WHALE RIDER – ein weiterer wundervoller Film

Der Film handelt von Traditionen und Tabus und davon, daß Tabus manchmal gebrochen werden müssen, um den Traditionen neues Leben zu geben.

Paikea ist ein Mädchen und eigentlich dürfte sie gar nicht Paikea heißen. Denn dieser Name ist den erstgeborenen Söhnen vorbehalten, die in direkter Linie von dem Urahnen Paikea, dem ersten Walreiter, abstammen.
Einst kamen die Maori vom tausende Seemeilen entfernten Hawai’i mit ihren Kanus über den Südpazifik nach Aotearoa (Neuseeland). In Whangara an der Ostküste führen die Menschen ihren Ursprung auf den einst gekenterten Urahnen zurück. Er wurde von einem Wal gerettet. Koro, der heutige Stammesführer setzt alle Hoffnung auf ein besseres Leben für den Stamm in die Geburt des nächsten Paikea. Aber alle seine Hoffnungen werden zunichte als bei der Geburt nicht nur die Mutter, sondern auch der auserkorene Erbe sterben. Nur seine Zwillingsschwester überlebt, Koros Enkelin. Gegen den Willen des Großvaters erhält sie den Namen Paikea.

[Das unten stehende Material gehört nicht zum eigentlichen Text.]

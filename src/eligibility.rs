//! Eligibility / permission engine
//!
//! Who may do what to an entity in its current state. Everything here is a pure
//! function of the entity, the actor and the directory snapshot the
//! [`Eligibility`] was built with; nothing is cached between calls.
//!
//! The rules live in one table, `Eligibility::rule`, keyed by
//! `(CurrentState, Action)`. A missing entry means the action is undefined in
//! that state ([`TransitionError::InvalidTransition`]); an entry whose predicate
//! fails means the actor lacks permission ([`TransitionError::IneligibleAction`]).
use crate::directory::{Directory, Role};
use crate::entity::{CurrentState, EntityPatch, WorkflowEntity};
use crate::error::TransitionError;
use crate::stage::{Pipeline, StageStatus};
use crate::status::{self, AggregateStatus};
use crate::ticket::{TicketState, normalize_technicians};
use crate::types::{Identity, TimeStamp};
use chrono::Utc;
use std::collections::BTreeSet;

#[derive(
    Debug, Clone, Copy, PartialEq, Eq, PartialOrd, Ord, Hash, minicbor::Encode, minicbor::Decode,
)]
pub enum Action {
    #[n(0)]
    Approve,
    #[n(1)]
    Reject,
    #[n(2)]
    AssignTechnician,
    #[n(3)]
    UpdateStatus,
    #[n(4)]
    ScheduleDate,
    #[n(5)]
    Edit,
    #[n(6)]
    Delete,
}

impl Action {
    pub const ALL: [Action; 7] = [
        Action::Approve,
        Action::Reject,
        Action::AssignTechnician,
        Action::UpdateStatus,
        Action::ScheduleDate,
        Action::Edit,
        Action::Delete,
    ];

    /// Creator self-service actions, granted outside the stage table.
    pub fn is_self_service(&self) -> bool {
        matches!(self, Action::Edit | Action::Delete)
    }
}

/// An action together with its payload. Delete has no command form: the
/// engine only authorizes it, the store performs it.
#[derive(Debug, Clone, PartialEq, Eq)]
pub enum Command {
    Approve,
    Reject,
    AssignTechnicians(Vec<Identity>),
    UpdateStatus(TicketState),
    ScheduleDate(TimeStamp<Utc>),
    Edit(EntityPatch),
}

impl Command {
    pub fn action(&self) -> Action {
        match self {
            Command::Approve => Action::Approve,
            Command::Reject => Action::Reject,
            Command::AssignTechnicians(_) => Action::AssignTechnician,
            Command::UpdateStatus(_) => Action::UpdateStatus,
            Command::ScheduleDate(_) => Action::ScheduleDate,
            Command::Edit(_) => Action::Edit,
        }
    }

    /// Rejections need a justification note.
    pub fn is_rejection(&self) -> bool {
        matches!(
            self,
            Command::Reject | Command::UpdateStatus(TicketState::Cancelled)
        )
    }
}

type Predicate<'a> = fn(&Eligibility<'a>, &WorkflowEntity, &Identity) -> bool;

#[derive(Debug, Clone, Copy)]
pub struct Eligibility<'a> {
    pipeline: &'a Pipeline,
    directory: &'a Directory,
}

impl<'a> Eligibility<'a> {
    pub fn new(pipeline: &'a Pipeline, directory: &'a Directory) -> Self {
        Self {
            pipeline,
            directory,
        }
    }

    pub fn pipeline(&self) -> &'a Pipeline {
        self.pipeline
    }

    pub fn directory(&self) -> &'a Directory {
        self.directory
    }

    pub fn skip_flags(&self, entity: &WorkflowEntity) -> Vec<bool> {
        self.pipeline
            .skip_flags(entity.stages(), entity.scope(), self.directory)
    }

    pub fn current_state(&self, entity: &WorkflowEntity) -> CurrentState {
        match entity.ticket_body() {
            Some(ticket) => CurrentState::Lifecycle(ticket.state),
            None => CurrentState::Staged(status::derive_for(
                entity.stages(),
                self.pipeline,
                entity.scope(),
                self.directory,
            )),
        }
    }

    pub fn can_act(&self, entity: &WorkflowEntity, actor: &Identity, action: Action) -> bool {
        self.check(entity, actor, action).is_ok()
    }

    pub fn available_actions(&self, entity: &WorkflowEntity, actor: &Identity) -> BTreeSet<Action> {
        let state = self.current_state(entity);
        Action::ALL
            .into_iter()
            .filter(|action| self.check_in(state, entity, actor, *action).is_ok())
            .collect()
    }

    /// The actor has some workflow action on the entity, creator self-service
    /// not counted. Feeds the "actionable" view.
    pub fn is_actionable(&self, entity: &WorkflowEntity, actor: &Identity) -> bool {
        let state = self.current_state(entity);
        Action::ALL
            .into_iter()
            .filter(|action| !action.is_self_service())
            .any(|action| self.check_in(state, entity, actor, action).is_ok())
    }

    pub fn check(
        &self,
        entity: &WorkflowEntity,
        actor: &Identity,
        action: Action,
    ) -> Result<(), TransitionError> {
        self.check_in(self.current_state(entity), entity, actor, action)
    }

    /// [`check`](Self::check) plus validation of the command's payload.
    pub fn check_command(
        &self,
        entity: &WorkflowEntity,
        actor: &Identity,
        command: &Command,
    ) -> Result<(), TransitionError> {
        let state = self.current_state(entity);
        let action = command.action();
        self.check_in(state, entity, actor, action)?;

        let payload_ok = match command {
            Command::Approve | Command::Reject => true,
            Command::UpdateStatus(next) => entity
                .ticket_body()
                .is_some_and(|ticket| ticket.state.can_move_to(*next)),
            Command::AssignTechnicians(technicians) => {
                let wanted = normalize_technicians(technicians);
                !wanted.is_empty()
                    && entity
                        .ticket_body()
                        .is_some_and(|ticket| ticket.technicians != wanted)
                    && wanted.iter().all(|tech| {
                        self.directory
                            .has_role_in(tech, Role::Technician, entity.scope())
                    })
            }
            Command::ScheduleDate(date) => entity
                .ticket_body()
                .is_some_and(|ticket| ticket.scheduled_for.as_ref() != Some(date)),
            Command::Edit(patch) => patch
                .apply(entity.body())
                .is_some_and(|(_, changed)| changed),
        };

        if payload_ok {
            Ok(())
        } else {
            Err(TransitionError::InvalidTransition { action, state })
        }
    }

    pub fn can_apply(&self, entity: &WorkflowEntity, actor: &Identity, command: &Command) -> bool {
        self.check_command(entity, actor, command).is_ok()
    }

    fn check_in(
        &self,
        state: CurrentState,
        entity: &WorkflowEntity,
        actor: &Identity,
        action: Action,
    ) -> Result<(), TransitionError> {
        let Some(predicate) = Self::rule(state, action) else {
            return Err(TransitionError::InvalidTransition { action, state });
        };
        if predicate(self, entity, actor) {
            Ok(())
        } else {
            Err(TransitionError::IneligibleAction {
                actor: actor.clone(),
                action,
                state,
            })
        }
    }

    /// The transition table.
    fn rule(state: CurrentState, action: Action) -> Option<Predicate<'a>> {
        use Action::*;
        use AggregateStatus::*;
        use TicketState::*;

        match state {
            CurrentState::Staged(status) => match (status, action) {
                (AwaitingStage(_), Approve | Reject) => Some(Self::resolves_current_stage),
                (AwaitingStage(_), Edit | Delete) => Some(Self::owns_unlocked),
                (AwaitingStage(_), AssignTechnician | UpdateStatus | ScheduleDate) => None,
                (FullyApproved | Rejected, _) => None,
            },
            CurrentState::Lifecycle(ticket_state) => match (ticket_state, action) {
                (Open | Assigned, AssignTechnician) => Some(Self::manages_scope),
                (InProgress | OnHold, AssignTechnician) => None,
                (Open | Assigned | InProgress | OnHold, UpdateStatus | ScheduleDate) => {
                    Some(Self::works_on_ticket)
                }
                (Open | Assigned | InProgress | OnHold, Edit | Delete) => Some(Self::owns_unlocked),
                (Open | Assigned | InProgress | OnHold, Approve | Reject) => None,
                (Completed | Cancelled, _) => None,
            },
        }
    }

    // Predicates

    /// Holds the role of the first pending non-skipped stage in the entity's
    /// scope, every earlier stage is approved or skipped, and has not already
    /// signed an earlier stage of this entity.
    fn resolves_current_stage(&self, entity: &WorkflowEntity, actor: &Identity) -> bool {
        let skipped = self.skip_flags(entity);
        let AggregateStatus::AwaitingStage(index) = status::derive_stages(entity.stages(), &skipped)
        else {
            return false;
        };
        let stages = entity.stages();
        let Some(definition) = self.pipeline.definition(&stages[index].name) else {
            return false;
        };

        let earlier_settled = stages[..index]
            .iter()
            .zip(&skipped)
            .all(|(stage, skip)| *skip || stage.status == StageStatus::Approved);
        let already_signed = stages
            .iter()
            .any(|stage| stage.resolved_by.as_ref() == Some(actor));

        earlier_settled
            && !already_signed
            && self
                .directory
                .has_role_in(actor, definition.role, entity.scope())
    }

    /// Administrator anywhere, or supervisor of the entity's scope.
    fn manages_scope(&self, entity: &WorkflowEntity, actor: &Identity) -> bool {
        self.directory.has_role(actor, Role::Administrator)
            || self
                .directory
                .has_role_in(actor, Role::Supervisor, entity.scope())
    }

    /// A manager, or a technician explicitly assigned to this ticket.
    fn works_on_ticket(&self, entity: &WorkflowEntity, actor: &Identity) -> bool {
        if self.manages_scope(entity, actor) {
            return true;
        }
        entity
            .ticket_body()
            .is_some_and(|ticket| ticket.is_assigned(actor))
            && self.directory.has_role(actor, Role::Technician)
    }

    fn owns_unlocked(&self, entity: &WorkflowEntity, actor: &Identity) -> bool {
        entity.owner() == actor && !entity.edit_locked()
    }
}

Als Paikea zwölf Jahre alt ist will Koro unter den Jungen ihres Jahrganges den neuen Walreiter ermitteln. Dazu werden diese in den alten Traditionen unterrichtet, in den Gesängen, den Ritualen und den Kampftechniken. Paikea wird dies vom Großvater verwehrt und sie hat viele harte Auseinandersetzungen mit ihm, denn sie liebt ihn und ist überzeugt, daß auch er sie liebt. Aber Koro ist sehr streng und traditionsbewußt. So lernt Paikea heimlich und mit Unterstützung ihrer Großmutter und anderer Verwandter alles was ein Walreiter wissen muß. Und sie ist bald besser als die Jungs.

Eines Nachts strandet ein Walrudel an der Küste von Whangara und nur ein Walreiter kann sie retten. Oder eine Walreiterin?

Im Mittelpunkt des Films steht diese Geschichte, in den Bildern erfahren wir aber noch mehr. Wir sehen die Armut der Maori und wir sehen die Hoffnungslosigkeit der Menschen in einer Kultur, die ihrer Wurzeln und ihrer Eigenständigkeit beraubt wurde. Wir sehen den Kampf darum, sich die eigenen Wurzeln zu erhalten und auf wie viele verschiedene Arten dies geschehen kann. Es ist ein sehr berührender Film (nicht nur ich brauchte zwischendrin immer mal ein Tempo), und einer der Mut macht.